"""
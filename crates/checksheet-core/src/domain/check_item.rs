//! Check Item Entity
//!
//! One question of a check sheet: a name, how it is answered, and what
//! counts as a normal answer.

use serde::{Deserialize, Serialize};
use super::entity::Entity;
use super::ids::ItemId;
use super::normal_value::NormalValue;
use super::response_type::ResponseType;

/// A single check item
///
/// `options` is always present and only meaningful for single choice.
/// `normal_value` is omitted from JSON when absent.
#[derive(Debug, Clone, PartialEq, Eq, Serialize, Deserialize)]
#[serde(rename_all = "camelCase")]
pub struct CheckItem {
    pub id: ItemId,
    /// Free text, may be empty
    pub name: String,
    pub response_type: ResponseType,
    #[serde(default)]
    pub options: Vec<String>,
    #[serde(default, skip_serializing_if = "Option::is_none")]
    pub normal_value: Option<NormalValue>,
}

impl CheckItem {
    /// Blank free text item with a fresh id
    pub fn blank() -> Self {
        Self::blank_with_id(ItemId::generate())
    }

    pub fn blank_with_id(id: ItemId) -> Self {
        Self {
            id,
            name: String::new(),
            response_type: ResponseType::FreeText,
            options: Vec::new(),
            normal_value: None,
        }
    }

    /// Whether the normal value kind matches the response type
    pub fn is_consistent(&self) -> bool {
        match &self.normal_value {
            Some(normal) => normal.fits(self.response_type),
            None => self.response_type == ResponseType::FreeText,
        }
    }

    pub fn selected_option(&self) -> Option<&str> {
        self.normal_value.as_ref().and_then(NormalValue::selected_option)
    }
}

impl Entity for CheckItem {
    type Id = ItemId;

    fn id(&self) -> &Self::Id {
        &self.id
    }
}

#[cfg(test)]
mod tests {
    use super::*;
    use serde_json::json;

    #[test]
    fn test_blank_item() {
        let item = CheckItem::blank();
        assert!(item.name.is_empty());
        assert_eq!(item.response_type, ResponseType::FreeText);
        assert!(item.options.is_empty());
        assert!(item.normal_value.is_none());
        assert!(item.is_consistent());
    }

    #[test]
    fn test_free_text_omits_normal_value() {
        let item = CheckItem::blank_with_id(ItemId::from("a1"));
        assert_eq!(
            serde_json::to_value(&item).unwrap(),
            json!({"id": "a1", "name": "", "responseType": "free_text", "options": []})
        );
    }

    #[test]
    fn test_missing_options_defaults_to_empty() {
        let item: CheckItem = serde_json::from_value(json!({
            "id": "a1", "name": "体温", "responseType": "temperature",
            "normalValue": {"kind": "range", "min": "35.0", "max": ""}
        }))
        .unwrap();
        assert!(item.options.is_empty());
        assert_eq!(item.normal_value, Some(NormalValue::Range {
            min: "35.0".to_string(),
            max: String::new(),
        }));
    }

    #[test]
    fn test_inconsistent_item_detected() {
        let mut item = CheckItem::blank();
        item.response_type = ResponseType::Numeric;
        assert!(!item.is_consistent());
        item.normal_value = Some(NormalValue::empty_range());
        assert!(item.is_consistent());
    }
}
"""
"""
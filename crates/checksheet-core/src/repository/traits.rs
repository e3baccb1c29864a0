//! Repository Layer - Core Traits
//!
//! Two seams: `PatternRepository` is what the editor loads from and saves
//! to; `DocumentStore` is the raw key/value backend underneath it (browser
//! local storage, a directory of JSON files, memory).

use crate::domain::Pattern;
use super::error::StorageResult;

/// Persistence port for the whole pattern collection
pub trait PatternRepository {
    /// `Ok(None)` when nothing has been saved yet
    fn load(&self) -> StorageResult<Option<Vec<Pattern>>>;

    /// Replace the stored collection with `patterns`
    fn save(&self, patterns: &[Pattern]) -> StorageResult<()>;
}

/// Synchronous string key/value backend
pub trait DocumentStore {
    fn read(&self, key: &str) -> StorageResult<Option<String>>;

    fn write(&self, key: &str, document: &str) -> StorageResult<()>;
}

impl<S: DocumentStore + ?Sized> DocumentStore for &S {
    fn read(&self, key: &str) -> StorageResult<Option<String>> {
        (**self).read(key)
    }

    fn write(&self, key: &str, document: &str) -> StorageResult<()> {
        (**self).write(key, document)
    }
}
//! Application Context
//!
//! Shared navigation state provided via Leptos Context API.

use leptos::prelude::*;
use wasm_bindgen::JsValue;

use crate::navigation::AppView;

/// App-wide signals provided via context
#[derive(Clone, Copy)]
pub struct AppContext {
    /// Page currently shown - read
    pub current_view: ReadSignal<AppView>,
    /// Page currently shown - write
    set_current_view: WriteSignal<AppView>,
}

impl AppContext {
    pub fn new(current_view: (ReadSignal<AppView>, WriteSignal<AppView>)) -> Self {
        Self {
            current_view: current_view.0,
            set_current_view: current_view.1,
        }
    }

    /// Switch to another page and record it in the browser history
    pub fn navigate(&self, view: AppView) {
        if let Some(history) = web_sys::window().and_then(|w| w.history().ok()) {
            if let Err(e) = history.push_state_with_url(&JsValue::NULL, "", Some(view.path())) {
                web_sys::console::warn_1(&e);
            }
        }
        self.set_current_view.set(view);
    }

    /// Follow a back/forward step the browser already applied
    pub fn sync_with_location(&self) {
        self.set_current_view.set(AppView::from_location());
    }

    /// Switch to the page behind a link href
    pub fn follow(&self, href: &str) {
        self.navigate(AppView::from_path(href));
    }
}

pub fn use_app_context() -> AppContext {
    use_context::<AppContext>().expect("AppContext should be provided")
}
"""
"""
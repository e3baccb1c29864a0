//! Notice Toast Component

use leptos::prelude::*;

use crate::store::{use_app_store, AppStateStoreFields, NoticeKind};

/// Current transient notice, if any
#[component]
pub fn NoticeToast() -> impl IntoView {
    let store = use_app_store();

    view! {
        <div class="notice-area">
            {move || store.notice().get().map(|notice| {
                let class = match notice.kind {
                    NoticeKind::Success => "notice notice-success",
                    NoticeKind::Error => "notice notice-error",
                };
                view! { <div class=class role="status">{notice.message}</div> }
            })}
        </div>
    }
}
"""
- **EXERCISE DETAILS**
From the line that has "filename crates/checksheet-core/src/domain/check_item.rs" through the line that has "the response type", copy every line exactly as it appears above, and leave out all others.

- **ANSWER BOX**
filename crates/checksheet-core/src/domain/check_item.rs
//! Check Item Entity
//!
//! One question of a check sheet: a name, how it is answered, and what
//! counts as a normal answer.

use serde::{Deserialize, Serialize};
use super::entity::Entity;
use super::ids::ItemId;
use super::normal_value::NormalValue;
use super::response_type::ResponseType;

/// A single check item
///
/// `options` is always present and only meaningful for single choice.
/// `normal_value` is omitted from JSON when absent.
#[derive(Debug, Clone, PartialEq, Eq, Serialize, Deserialize)]
#[serde(rename_all = "camelCase")]
pub struct CheckItem {
    pub id: ItemId,
    /// Free text, may be empty
    pub name: String,
    pub response_type: ResponseType,
    #[serde(default)]
    pub options: Vec<String>,
    #[serde(default, skip_serializing_if = "Option::is_none")]
    pub normal_value: Option<NormalValue>,
}

impl CheckItem {
    /// Blank free text item with a fresh id
    pub fn blank() -> Self {
        Self::blank_with_id(ItemId::generate())
    }

    pub fn blank_with_id(id: ItemId) -> Self {
        Self {
            id,
            name: String::new(),
            response_type: ResponseType::FreeText,
            options: Vec::new(),
            normal_value: None,
        }
    }

    /// Whether the normal value kind matches the response type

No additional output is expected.